§ TASK PROMPT: Where a line holds the word "they", copy it from the records.

§ TASK INPUTS:
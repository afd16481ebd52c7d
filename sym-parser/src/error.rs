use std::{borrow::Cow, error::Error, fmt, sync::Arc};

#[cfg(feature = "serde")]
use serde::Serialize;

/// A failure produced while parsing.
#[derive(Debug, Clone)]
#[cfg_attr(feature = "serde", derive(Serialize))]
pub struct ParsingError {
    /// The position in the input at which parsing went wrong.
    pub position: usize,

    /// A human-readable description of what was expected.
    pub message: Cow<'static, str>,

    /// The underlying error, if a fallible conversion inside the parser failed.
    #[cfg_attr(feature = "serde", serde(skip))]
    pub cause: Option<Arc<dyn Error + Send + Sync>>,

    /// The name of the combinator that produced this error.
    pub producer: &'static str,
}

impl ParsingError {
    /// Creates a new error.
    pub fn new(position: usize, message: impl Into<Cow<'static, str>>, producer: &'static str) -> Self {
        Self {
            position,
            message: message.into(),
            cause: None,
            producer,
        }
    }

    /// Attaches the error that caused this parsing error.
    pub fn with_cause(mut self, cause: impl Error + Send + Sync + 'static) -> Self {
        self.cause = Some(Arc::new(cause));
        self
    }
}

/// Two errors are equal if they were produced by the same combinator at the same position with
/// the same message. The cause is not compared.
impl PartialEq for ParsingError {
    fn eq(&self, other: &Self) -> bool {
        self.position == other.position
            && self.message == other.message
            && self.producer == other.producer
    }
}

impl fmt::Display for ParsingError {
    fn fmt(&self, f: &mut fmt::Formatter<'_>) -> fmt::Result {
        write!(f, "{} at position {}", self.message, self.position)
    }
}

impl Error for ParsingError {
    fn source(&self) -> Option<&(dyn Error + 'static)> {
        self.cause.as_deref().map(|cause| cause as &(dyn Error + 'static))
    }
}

* * *

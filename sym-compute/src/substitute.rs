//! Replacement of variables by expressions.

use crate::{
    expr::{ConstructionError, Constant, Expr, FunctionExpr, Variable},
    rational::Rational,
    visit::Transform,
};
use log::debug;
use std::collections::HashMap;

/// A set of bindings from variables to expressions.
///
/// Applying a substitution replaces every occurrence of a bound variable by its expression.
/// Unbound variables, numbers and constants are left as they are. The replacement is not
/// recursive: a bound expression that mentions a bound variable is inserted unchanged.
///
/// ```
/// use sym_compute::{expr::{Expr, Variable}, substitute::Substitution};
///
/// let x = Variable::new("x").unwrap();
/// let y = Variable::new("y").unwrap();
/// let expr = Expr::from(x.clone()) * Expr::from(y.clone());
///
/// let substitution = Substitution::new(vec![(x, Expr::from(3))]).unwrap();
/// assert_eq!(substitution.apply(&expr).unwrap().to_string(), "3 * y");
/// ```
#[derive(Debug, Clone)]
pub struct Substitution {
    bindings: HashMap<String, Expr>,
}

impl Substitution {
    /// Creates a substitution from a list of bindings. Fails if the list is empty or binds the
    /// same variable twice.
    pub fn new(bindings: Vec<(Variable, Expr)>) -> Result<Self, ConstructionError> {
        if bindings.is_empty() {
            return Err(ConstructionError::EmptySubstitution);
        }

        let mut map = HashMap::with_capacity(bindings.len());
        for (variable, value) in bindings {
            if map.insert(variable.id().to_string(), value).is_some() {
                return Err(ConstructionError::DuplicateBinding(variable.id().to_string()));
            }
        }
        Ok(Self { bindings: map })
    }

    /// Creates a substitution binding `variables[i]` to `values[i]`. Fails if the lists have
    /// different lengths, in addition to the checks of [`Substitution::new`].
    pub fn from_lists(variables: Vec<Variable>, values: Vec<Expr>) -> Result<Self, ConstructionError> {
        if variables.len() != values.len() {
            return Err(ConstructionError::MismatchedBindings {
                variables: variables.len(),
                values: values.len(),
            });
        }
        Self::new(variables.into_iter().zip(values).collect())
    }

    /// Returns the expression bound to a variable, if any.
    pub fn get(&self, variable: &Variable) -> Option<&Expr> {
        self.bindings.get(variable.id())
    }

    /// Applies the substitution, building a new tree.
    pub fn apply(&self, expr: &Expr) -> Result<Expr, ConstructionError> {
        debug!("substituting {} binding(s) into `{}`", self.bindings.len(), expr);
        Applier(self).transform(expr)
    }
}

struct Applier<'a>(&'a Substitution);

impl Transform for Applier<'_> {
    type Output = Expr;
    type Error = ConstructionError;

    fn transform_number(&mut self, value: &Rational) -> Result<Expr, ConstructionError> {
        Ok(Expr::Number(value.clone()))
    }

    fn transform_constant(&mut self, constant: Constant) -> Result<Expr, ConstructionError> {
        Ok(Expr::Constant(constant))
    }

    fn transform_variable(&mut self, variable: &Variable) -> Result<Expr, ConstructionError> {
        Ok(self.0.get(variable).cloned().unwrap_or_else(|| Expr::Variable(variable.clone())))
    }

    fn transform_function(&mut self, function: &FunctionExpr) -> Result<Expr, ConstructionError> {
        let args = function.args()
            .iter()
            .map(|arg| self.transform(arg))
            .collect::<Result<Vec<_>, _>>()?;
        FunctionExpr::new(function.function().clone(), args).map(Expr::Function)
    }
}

§ ANSWER:
/// Two errors are equal if they were produced by the same combinator at the same position with
/// Unbound variables, numbers and constants are left as they are. The replacement is not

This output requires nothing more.